Transition electron micrographs a refined fibers after 25,000 revolutions through PFI mill, b CNFs after two passes of ultrafine grinder, c size distributions of ground CNF, and d size distributions of CNF aggregates by DLS analysis in a water medium

Full size image

The DLS results in Fig. 5d indicate that the hydrodynamic diameters of the diluted CNF had a single peak at around 860 nm, which was related to the average size of the CNF agglomerates and shows its micelles orientation in the fluid. These results obtained here are similar to those obtained from a pilot CNF oxidizing process using the 2,2,6,6-tetramethylpiperidine-1-oxyl radical (TEMPO) catalyst (Dimic-Misic et al. 2013). The optimized alkali conditions can be thus successfully used for preparing the nanofibrillated bagasse.

FTIR analysis

FTIR analysis was employed to trace the changes in the functional groups of the bagasse pulp during chemical treatments. The spectra of the raw, autohydrolyzed, pulped, and bleached bagasse samples are presented in Fig. 6. The dominant peaks around 3426 and 2900 cm−1 belonged to the stretching vibrations of OH and CH of the CH2 and CH3 groups, respectively (Viera et al. 2007). The raw bagasse sample had its main peaks between 700 and 2000 cm−1, which are mostly related to lignin and hemicellulose. The absorbance peaks at 1730 and 1634 cm−1 were attributed to the C=O stretching of the acetyl or carboxylic acid and the carbonyl with an aromatic ring, respectively. In addition, the transmittance peaks at 1620–1595 cm−1 are responsible for the stretching of the aromatic ring of the lignin structure. It was also found that the most important peaks for the delignification process were located at 1512 and 1250 cm−1, which were related to the C=C stretching of the aromatic ring and the C–O stretching of the ether linkage, respectively. Upon chemical pretreatment, these peaks almost vanished, indicating the significant removal of lignin and hemicellulose during the chemical treatments (Rosa et al. 2010; Viera et al. 2007).

Fig. 6
figure 6

FTIR spectra a depithed bagasse, b autohydrolyzed bagasse, c pulped bagasse, and d bleached bagasse

Full size image

The peaks at 896, 1062, and 1166 cm−1, respectively, were assigned to the functional groups in b-glucosidic linkages between the sugar units, C–O symmetric stretching of primary alcohol, and C–O–C antisymmetric bridge stretching (Alemdar and Sain 2008). These peaks appeared after chemical treatment. Based on the FTIR spectra, pretreatment was effective in removing the main portion of the non-cellulosic components.

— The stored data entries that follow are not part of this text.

use super::*;

pub fn eor(cpu: &mut CPU, cpu_instruction: &CPUInstruction) -> Result<LogLine> {
    cpu_instruction.adjust_base_cycles();
    let byte = cpu.read_operand(cpu_instruction);
    let result = cpu.registers.accumulator ^ byte;
    cpu.registers.accumulator = load(&mut cpu.registers, result);

    Ok(LogLine::new(
        cpu_instruction,
        format!(
            "(0x{:02x})[A=0x{:02x}][S={}]",
            byte,
            cpu.registers.accumulator,
            cpu.registers.format_status()
        ),
    ))
}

X-ray diffraction analysis

The crystallinity index is a factor involved in the thermomechanical properties of nanocellulose (Chen et al. 2011). XRD analysis was used to calculate the values for the crystalline indices of the untreated as well as the chemically and the mechanically treated bagasse fibers as 45.81, 63.12, and 58.21 %, respectively (Fig. 7). An increase of about 20 % was observed in the crystallinity of CNF as a result of removing lignin and hemicellulose during the chemical treatment steps. A slight decrease was, however, observed in this index with the mechanical treatment, which can be attributed to peeling-off effect of the cellulose chains on the surface of the crystallites (Alila et al. 2013).

Fig. 7
figure 7

X-ray diffraction patterns of a untreated, b chemically treated, and c mechanically treated fibers

Full size image

Conclusion

Highly nanofibrillated bagasse was successfully extracted via modified chemo-mechanical method. The optimized conditions of delignification were obtained for 1 h at 150 °C with an alkali concentration of 17.5 wt%. TEM and DLS results showed that the average diameter of the CNF was in nanometer range. Moreover, chemical analysis and Kappa number determination revealed that the high hemicellulose and lignin removals after chemical treatment led to a high α-cellulose content. In addition, FTIR confirmed the successful removal of lignin and hemicellulose from the bagasse structure. XRD analysis revealed a higher crystallinity of the chemo-mechanically treated bagasse samples. The proposed process can be effectively exploited to produce CNF with properties suitable for nanocomposite preparations from bagasse.